In the fall of the year it is not uncommon to see a fly, dead, and attached to a pane of window glass by a small, webby fungus, which has grown from the fly. This form of fungus is similar to that which is found in the mucous membrane of those who are attacked by diphtheria. At a recent meeting of the Delaware Co. Institute of Science, Dr. Eckfeldt read an essay on the " Diseases of the Common House Fly." It is a common thing to see these insects on windows and elsewhere sicken and die. The disease has been found to depend upon the ravages of one of the lowest forms of fungus growths, resembling those seen on bread and sour paste. This fungus is known as Botrytis dassiana.

At the same meeting, Col. Joseph Willcox presented to the museum eighty specimens of plants from Thomas Meehan, of Germantown.

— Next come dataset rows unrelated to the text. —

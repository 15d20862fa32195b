//! Background worker host.
//!
//! Runs until Ctrl+C or SIGTERM, then drains its tasks within the configured
//! shutdown timeout.

use service_spine_services::bootstrap::{init_tracing, load_config};
use service_spine_web::{Cancellation, WorkerHost, shutdown_signal};
use std::time::Duration;

const HEARTBEAT_INTERVAL: Duration = Duration::from_secs(30);

async fn heartbeat(mut cancellation: Cancellation) {
    let mut ticks = tokio::time::interval(HEARTBEAT_INTERVAL);
    let mut beats = 0_u64;
    loop {
        tokio::select! {
            () = cancellation.cancelled() => break,
            _ = ticks.tick() => {
                beats += 1;
                tracing::debug!(beats, "Worker alive");
            }
        }
    }
    tracing::info!(beats, "Heartbeat stopped");
}

#[tokio::main]
async fn main() -> anyhow::Result<()> {
    let config = load_config(std::env::args().skip(1))?;
    init_tracing();

    let mut worker = WorkerHost::new(config);
    worker.spawn("heartbeat", heartbeat);

    worker.run(shutdown_signal()).await?;
    tracing::info!("Worker stopped");
    Ok(())
}
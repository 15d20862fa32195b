//! State shared by the host-owned endpoints.

use crate::service::DomainService;
use futures::future::join_all;
use service_spine_core::environment::Clock;
use service_spine_core::health::{HealthCheck, HealthReport};
use service_spine_runtime::HttpMetrics;
use std::sync::Arc;

/// State of `/health` and `/metrics`.
///
/// Domain services keep their own state; this only carries what the host
/// itself serves.
#[derive(Clone)]
pub struct HostState {
    service_id: Arc<str>,
    metrics: HttpMetrics,
    checks: Arc<[Arc<dyn HealthCheck>]>,
    services: Arc<[Arc<dyn DomainService>]>,
    clock: Arc<dyn Clock>,
}

impl std::fmt::Debug for HostState {
    fn fmt(&self, f: &mut std::fmt::Formatter<'_>) -> std::fmt::Result {
        f.debug_struct("HostState")
            .field("service_id", &self.service_id)
            .field("checks", &self.checks.len())
            .field("services", &self.services.len())
            .finish_non_exhaustive()
    }
}

impl HostState {
    /// Create the host state.
    #[must_use]
    pub fn new(
        service_id: &str,
        metrics: HttpMetrics,
        checks: Vec<Arc<dyn HealthCheck>>,
        services: Vec<Arc<dyn DomainService>>,
        clock: Arc<dyn Clock>,
    ) -> Self {
        Self {
            service_id: Arc::from(service_id),
            metrics,
            checks: checks.into(),
            services: services.into(),
            clock,
        }
    }

    /// Service id.
    #[must_use]
    pub fn service_id(&self) -> &str {
        &self.service_id
    }

    /// Request metrics recorder.
    #[must_use]
    pub const fn metrics(&self) -> &HttpMetrics {
        &self.metrics
    }

    /// Run every check and aggregate the report.
    ///
    /// Static checks run concurrently; components reported by domain services
    /// are added afterwards and win on a name clash.
    pub async fn health_report(&self) -> HealthReport {
        let mut checks = join_all(self.checks.iter().map(|check| check.check())).await;
        for components in join_all(self.services.iter().map(|service| service.component_checks())).await {
            checks.extend(components);
        }
        HealthReport::from_checks(self.service_id.as_ref(), checks, self.clock.now())
    }
}
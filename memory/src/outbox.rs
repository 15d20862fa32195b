use async_trait::async_trait;
use chrono::{DateTime, Utc};
use service_spine_core::repository::{Outbox, OutboxRecord, RepositoryError, normalize_limit};
use std::collections::HashMap;
use std::sync::Arc;
use tokio::sync::Mutex;

#[derive(Debug, Default)]
struct OutboxState {
    // Insertion order; `index` maps id -> position.
    records: Vec<OutboxRecord>,
    index: HashMap<String, usize>,
}

/// Outbox kept as an insertion-ordered log.
#[derive(Debug, Clone, Default)]
pub struct InMemoryOutbox {
    state: Arc<Mutex<OutboxState>>,
}

impl InMemoryOutbox {
    /// Create an empty outbox.
    #[must_use]
    pub fn new() -> Self {
        Self::default()
    }
}

#[async_trait]
impl Outbox for InMemoryOutbox {
    async fn enqueue(&self, record: OutboxRecord) -> Result<(), RepositoryError> {
        let mut state = self.state.lock().await;
        if state.index.contains_key(&record.id) {
            return Err(RepositoryError::Conflict(format!(
                "outbox record {} already enqueued",
                record.id
            )));
        }
        let position = state.records.len();
        state.index.insert(record.id.clone(), position);
        state.records.push(record);
        Ok(())
    }

    async fn list_pending(&self, limit: i64) -> Result<Vec<OutboxRecord>, RepositoryError> {
        let limit = normalize_limit(limit);
        let mut pending: Vec<OutboxRecord> = {
            let state = self.state.lock().await;
            state
                .records
                .iter()
                .filter(|record| record.is_pending())
                .cloned()
                .collect()
        };
        // Stable: equal timestamps keep insertion order.
        pending.sort_by_key(|record| record.created_at);
        pending.truncate(limit);
        Ok(pending)
    }

    async fn mark_sent(&self, id: &str, at: DateTime<Utc>) -> Result<OutboxRecord, RepositoryError> {
        let mut state = self.state.lock().await;
        let position = *state
            .index
            .get(id)
            .ok_or_else(|| RepositoryError::NotFound(format!("outbox record {id}")))?;
        let record = state
            .records
            .get_mut(position)
            .ok_or_else(|| RepositoryError::Internal(format!("outbox index out of sync for {id}")))?;
        if record.sent_at.is_none() {
            record.sent_at = Some(at);
        }
        Ok(record.clone())
    }
}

These were collected by Mr. Meehan, Col. W., and others on their visit to the mountain region of North Carolina in the summer of 1880. Many of them are rare, and were wanting in our herbarium. Some of them are not found growing south of the White Mountains of New Hampshire except in these mountains.

Dr. Eckfeldt writes that the disease in the house-fly, noted in our July number, was not merely from Botrytis bassiana; for other undetermined species of the same genus freely occurred in all the specimens he examined.